Here’s Part 1 and Part 2 of the Online Course:
- Machine Learning for Product Owner, IT Project Manager (Crash Course Part 1): Introduction and Data Preparation
- Machine Learning for Product Owner, IT Project Manager (Crash Course Part 2) – Regression Methods
The methods of regression (compare PART 2) were concerned with predicting a numerical value. For example: The salary (dependent variable) is a function of age and qualification (independent variables). Part 3 is dedicated to those (mathematical) methods in machine learning that are used for classification / categorization. That is: A category is to be predicted. For example: “buyer” or “non-buyer”. The starting point could be the data set of socio-economic characteristics of persons who have seen an online ad. It is also known who of these target persons bought the product (“buyer”) and who did not buy the product (“non-buyer”). This makes two categories: buyers and non-buyers. Classification methods, however, are not restricted to two (2) categories. Classification methods also work for more than two (2) categories; e.g. market segments.
Machine Learning / Artificial Intelligence – Logistic Regression
The first method to be introduced is a linear method: Logistic Regression (also: Logit-Model). It is a method that is applied in practice to so-called linear problems.
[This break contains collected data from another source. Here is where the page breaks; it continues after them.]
//! Smoothing filters for intensity grids.
//!
//! The box-averaging filter is the shared smoothing stage for every noise
//! family; the glow filter adds distance-falloff brightness around
//! maximum-intensity sources.

use rayon::prelude::*;

use crate::grid::{Grid, NEIGHBOR_OFFSETS_8};

/// Number of passes between progress callbacks in [`apply_n`].
const PROGRESS_INTERVAL: usize = 16;

/// One pass of neighborhood averaging.
///
/// Each output cell is the mean of the cell itself and its in-bounds
/// 8-neighbors. Cells outside the grid are excluded from both the sum and
/// the divisor, so corners average over 4 values, edges over 6, and interior
/// cells over 9. The mean truncates toward zero (u32 accumulation, integer
/// division).
///
/// The input grid stays frozen for the whole pass; rows of the output are
/// computed in parallel.
pub fn apply(grid: &Grid<u8>) -> Grid<u8> {
    let width = grid.width;
    let data: Vec<u8> = (0..grid.height)
        .into_par_iter()
        .flat_map_iter(|y| {
            (0..width).map(move |x| {
                let mut sum = *grid.get(x, y) as u32;
                let mut count = 1u32;
                for &(dx, dy) in NEIGHBOR_OFFSETS_8.iter() {
                    if let Some(&v) = grid.try_get(x as i64 + dx, y as i64 + dy) {
                        sum += v as u32;
                        count += 1;
                    }
                }
                (sum / count) as u8
            })
        })
        .collect();

    Grid::from_raw(width, grid.height, data)
}

/// Apply the averaging filter `repetitions` times in sequence.
///
/// Each pass fully materializes before the next begins. `repetitions == 0`
/// is treated as 1: the filter always runs at least one effective pass.
/// The optional callback receives `(completed, total)` every 16 passes.
pub fn apply_n(
    grid: &Grid<u8>,
    repetitions: usize,
    progress: Option<&dyn Fn(usize, usize)>,
) -> Grid<u8> {
    let total = repetitions.max(1);
    let mut current = apply(grid);
    for done in 2..=total {
        current = apply(&current);
        if done % PROGRESS_INTERVAL == 0 {
            if let Some(report) = progress {
                report(done, total);
            }
        }
    }
    current
}

/// Brighten every cell by the summed inverse-square falloff from all
/// maximum-intensity sources.
///
/// Each non-source cell gains `255 * brightness / (d * d)` (truncated) per
/// source, where `d` is the euclidean distance plus one; the result
/// saturates at 255. Sources themselves are left untouched.
pub fn glow(grid: &mut Grid<u8>, brightness: f64) {
    let mut sources: Vec<(usize, usize)> = Vec::new();
    for (x, y, &v) in grid.iter() {
        if v == u8::MAX {
            sources.push((x, y));
        }
    }

    for y in 0..grid.height {
        for x in 0..grid.width {
            if *grid.get(x, y) == u8::MAX {
                continue;
            }
            let mut value = *grid.get(x, y) as u32;
            for &(sx, sy) in &sources {
                let dx = x as f64 - sx as f64;
                let dy = y as f64 - sy as f64;
                let distance = (dx * dx + dy * dy).sqrt() + 1.0;
                value += (255.0 * brightness / (distance * distance)) as u32;
                value = value.min(u8::MAX as u32);
            }
            grid.set(x, y, value as u8);
        }
    }
}
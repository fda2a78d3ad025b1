//! Frontier-based growth spreading.
//!
//! Seed cells at maximum intensity expand outward one ring of 4-connected
//! neighbors per round, producing the solid cores that the averaging filter
//! later softens into blobs.

use crate::grid::{Grid, Point, NEIGHBOR_OFFSETS_4};

/// Expand the seeded `origins` outward for `rounds` rounds.
///
/// Each round snapshots the current frontier, writes 255 into every
/// in-bounds 4-connected neighbor of every frontier point, and rebuilds the
/// frontier from that round's writes alone. The frontier never accumulates
/// across rounds, so each round touches only the expanding perimeter rather
/// than the whole grown area. The frontier may contain duplicates; writing
/// 255 to an already-255 cell is idempotent.
///
/// With `rounds == 0` the grid is returned exactly as seeded. After `r`
/// rounds every cell within Manhattan distance `r` of an origin is 255.
pub fn grow(grid: &mut Grid<u8>, origins: Vec<Point>, rounds: usize) {
    let mut frontier = origins;

    for _ in 0..rounds {
        let mut next = Vec::new();
        for &(x, y) in &frontier {
            for &(dx, dy) in NEIGHBOR_OFFSETS_4.iter() {
                let nx = x as i64 + dx;
                let ny = y as i64 + dy;
                if grid.try_get(nx, ny).is_some() {
                    grid.set(nx as usize, ny as usize, u8::MAX);
                    next.push((nx as usize, ny as usize));
                }
            }
        }
        frontier = next;
    }
}
//! Noise map generation.
//!
//! Dispatches on the requested noise family, fills a raw grid from the
//! caller's RNG, and runs the shared smoothing pipeline.

use std::fmt;
use std::str::FromStr;

use rand::Rng;

use crate::filter;
use crate::grid::{Grid, Point};
use crate::growth;

/// Smoothing passes applied to a uniform-random field.
const UNIFORM_BLUR_PASSES: usize = 64;

/// The supported noise families.
#[derive(Clone, Copy, Debug, PartialEq, Eq)]
pub enum NoiseFamily {
    /// Independent uniform draws per cell, heavily smoothed.
    Uniform,
    /// Sparse maximum-intensity seeds grown outward, then smoothed.
    Growth,
    /// Gradient/coherent noise. Reserved; requesting it is an error.
    Coherent,
}

impl NoiseFamily {
    pub fn name(&self) -> &'static str {
        match self {
            NoiseFamily::Uniform => "uniform",
            NoiseFamily::Growth => "growth",
            NoiseFamily::Coherent => "coherent",
        }
    }
}

impl FromStr for NoiseFamily {
    type Err = NoiseError;

    fn from_str(s: &str) -> Result<Self, NoiseError> {
        match s.to_ascii_lowercase().as_str() {
            "uniform" => Ok(NoiseFamily::Uniform),
            "growth" => Ok(NoiseFamily::Growth),
            "coherent" => Ok(NoiseFamily::Coherent),
            _ => Err(NoiseError::InvalidFamily(s.to_string())),
        }
    }
}

/// Knobs for the growth family. Ignored by the uniform family.
#[derive(Clone, Debug)]
pub struct NoiseParams {
    /// Chance for each cell to become a growth origin, in percent.
    /// Fractional values are meaningful down to 0.001.
    pub density_percent: f64,
    /// Growth rounds to run before smoothing.
    pub spread_distance: usize,
}

impl Default for NoiseParams {
    fn default() -> Self {
        Self {
            density_percent: 2.0,
            spread_distance: 2,
        }
    }
}

/// Errors from noise generation.
#[derive(Debug, PartialEq, Eq)]
pub enum NoiseError {
    /// Width or height was zero.
    InvalidDimensions { width: usize, height: usize },
    /// A family selector string did not name a known family.
    InvalidFamily(String),
    /// The requested family has no implementation yet.
    Unimplemented(NoiseFamily),
}

impl fmt::Display for NoiseError {
    fn fmt(&self, f: &mut fmt::Formatter<'_>) -> fmt::Result {
        match self {
            NoiseError::InvalidDimensions { width, height } => {
                write!(f, "invalid grid dimensions {}x{}", width, height)
            }
            NoiseError::InvalidFamily(s) => write!(f, "unknown noise family '{}'", s),
            NoiseError::Unimplemented(family) => {
                write!(f, "noise family '{}' is not implemented", family.name())
            }
        }
    }
}

impl std::error::Error for NoiseError {}

/// Generate a `width x height` noise map of the given family.
///
/// All randomness comes from the caller's RNG handle, so a seeded generator
/// yields byte-identical output for identical parameters. The optional
/// progress callback receives `(completed, total)` smoothing-pass counts.
pub fn generate<R: Rng>(
    width: usize,
    height: usize,
    family: NoiseFamily,
    params: &NoiseParams,
    rng: &mut R,
    progress: Option<&dyn Fn(usize, usize)>,
) -> Result<Grid<u8>, NoiseError> {
    if width == 0 || height == 0 {
        return Err(NoiseError::InvalidDimensions { width, height });
    }

    match family {
        NoiseFamily::Uniform => {
            let raw: Vec<u8> = (0..width * height)
                .map(|_| rng.gen_range(0..=u8::MAX))
                .collect();
            let grid = Grid::from_raw(width, height, raw);
            Ok(filter::apply_n(&grid, UNIFORM_BLUR_PASSES, progress))
        }

        NoiseFamily::Growth => {
            let mut grid: Grid<u8> = Grid::new(width, height);
            let mut origins: Vec<Point> = Vec::new();
            for y in 0..height {
                for x in 0..width {
                    // Fine-grained percent draw so densities below 1% stay
                    // meaningful: a draw over [1, 100000] scaled to [0, 100].
                    let draw = rng.gen_range(1..=100_000u32) as f64 / 1000.0;
                    if draw <= params.density_percent {
                        grid.set(x, y, u8::MAX);
                        origins.push((x, y));
                    }
                }
            }

            growth::grow(&mut grid, origins, params.spread_distance);

            Ok(filter::apply_n(&grid, growth_blur_passes(width, height), progress))
        }

        NoiseFamily::Coherent => Err(NoiseError::Unimplemented(family)),
    }
}

/// Smoothing passes for the growth family, scaled to grid area:
/// `floor((log2(area) - 2)^2)`. Larger grids get more passes so blob edges
/// stay soft at any resolution.
fn growth_blur_passes(width: usize, height: usize) -> usize {
    let area = (width * height) as f64;
    let x = area.log2() - 2.0;
    (x * x) as usize
}

#[cfg(test)]
mod tests {
    use super::*;
    use rand::SeedableRng;
    use rand_chacha::ChaCha8Rng;

    #[test]
    fn test_family_from_str() {
        assert_eq!("uniform".parse::<NoiseFamily>(), Ok(NoiseFamily::Uniform));
        assert_eq!("Growth".parse::<NoiseFamily>(), Ok(NoiseFamily::Growth));
        assert_eq!("COHERENT".parse::<NoiseFamily>(), Ok(NoiseFamily::Coherent));
        assert_eq!(
            "plasma".parse::<NoiseFamily>(),
            Err(NoiseError::InvalidFamily("plasma".to_string()))
        );
    }

    #[test]
    fn test_invalid_dimensions_rejected() {
        let mut rng = ChaCha8Rng::seed_from_u64(1);
        let result = generate(0, 8, NoiseFamily::Uniform, &NoiseParams::default(), &mut rng, None);
        assert_eq!(result, Err(NoiseError::InvalidDimensions { width: 0, height: 8 }));
    }

    #[test]
    fn test_coherent_is_unimplemented() {
        let mut rng = ChaCha8Rng::seed_from_u64(1);
        let result = generate(8, 8, NoiseFamily::Coherent, &NoiseParams::default(), &mut rng, None);
        assert_eq!(result, Err(NoiseError::Unimplemented(NoiseFamily::Coherent)));
    }

    #[test]
    fn test_uniform_is_deterministic_per_seed() {
        let params = NoiseParams::default();
        let mut a = ChaCha8Rng::seed_from_u64(0xC0FFEE);
        let mut b = ChaCha8Rng::seed_from_u64(0xC0FFEE);
        let first = generate(8, 8, NoiseFamily::Uniform, &params, &mut a, None).unwrap();
        let second = generate(8, 8, NoiseFamily::Uniform, &params, &mut b, None).unwrap();
        assert_eq!(first, second);
    }

    #[test]
    fn test_growth_is_deterministic_per_seed() {
        let params = NoiseParams {
            density_percent: 5.0,
            spread_distance: 2,
        };
        let mut a = ChaCha8Rng::seed_from_u64(42);
        let mut b = ChaCha8Rng::seed_from_u64(42);
        let first = generate(16, 16, NoiseFamily::Growth, &params, &mut a, None).unwrap();
        let second = generate(16, 16, NoiseFamily::Growth, &params, &mut b, None).unwrap();
        assert_eq!(first, second);
    }

    #[test]
    fn test_growth_full_density_single_cell() {
        // Every draw lands at or below 100%, so the lone cell becomes an
        // origin; smoothing a 1x1 grid divides by 1 and changes nothing.
        let params = NoiseParams {
            density_percent: 100.0,
            spread_distance: 1,
        };
        let mut rng = ChaCha8Rng::seed_from_u64(7);
        let grid = generate(1, 1, NoiseFamily::Growth, &params, &mut rng, None).unwrap();
        assert_eq!(*grid.get(0, 0), 255);
    }

    #[test]
    fn test_growth_zero_density_stays_dark() {
        let params = NoiseParams {
            density_percent: 0.0,
            spread_distance: 3,
        };
        let mut rng = ChaCha8Rng::seed_from_u64(9);
        let grid = generate(8, 8, NoiseFamily::Growth, &params, &mut rng, None).unwrap();
        assert!(grid.iter().all(|(_, _, &v)| v == 0));
    }

    #[test]
    fn test_growth_blur_passes_scales_with_area() {
        // 256x256: (log2(65536) - 2)^2 = 14^2
        assert_eq!(growth_blur_passes(256, 256), 196);
        // 16x16: (8 - 2)^2
        assert_eq!(growth_blur_passes(16, 16), 36);
        // 1x1: (0 - 2)^2
        assert_eq!(growth_blur_passes(1, 1), 4);
    }

    #[test]
    fn test_generate_preserves_dimensions() {
        let mut rng = ChaCha8Rng::seed_from_u64(3);
        let grid =
            generate(12, 7, NoiseFamily::Uniform, &NoiseParams::default(), &mut rng, None).unwrap();
        assert_eq!(grid.width, 12);
        assert_eq!(grid.height, 7);
    }
}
So, what’s a linear problem? – Take a two-dimensional coordinate system with numerous data points of two different categories (blue, red). If you can place a LINE in the coordinate system in such a way that the red points are (almost completely) separated from the blue points, then you have a linear problem. In three-dimensional space, it must be possible to separate areas from each other by means of a plane.
For the introduction of logistic regression we consider a simple starting situation: There are observation points that indicate whether a product was bought by a target person or not (“buyer” vs. “non-buyer”). The age of the persons is known. If this information is plotted in a coordinate system (cf. the following figure), it becomes clear: The higher the age of a person, the more likely it is that the person will buy the product (red crosses on a dotted line): The dotted line corresponds to a purchase probability of 100% (0% = product is not bought, 100% = product is bought for sure).
Fig.: Logistic Regression based on Sigmoid Function
An S-shaped curve approximates this probability distribution: Where you have the bend (or: curvature), the probability that the product will be purchased increases sharply. How can this be mathematically be expressed? – With the so-called sigmoid function! “P” means probability, “ln” stands for the logarithmic function, and there are also two coefficients (b0, b1). In short: sigmoid function is the mathematical basis for the logistic regression.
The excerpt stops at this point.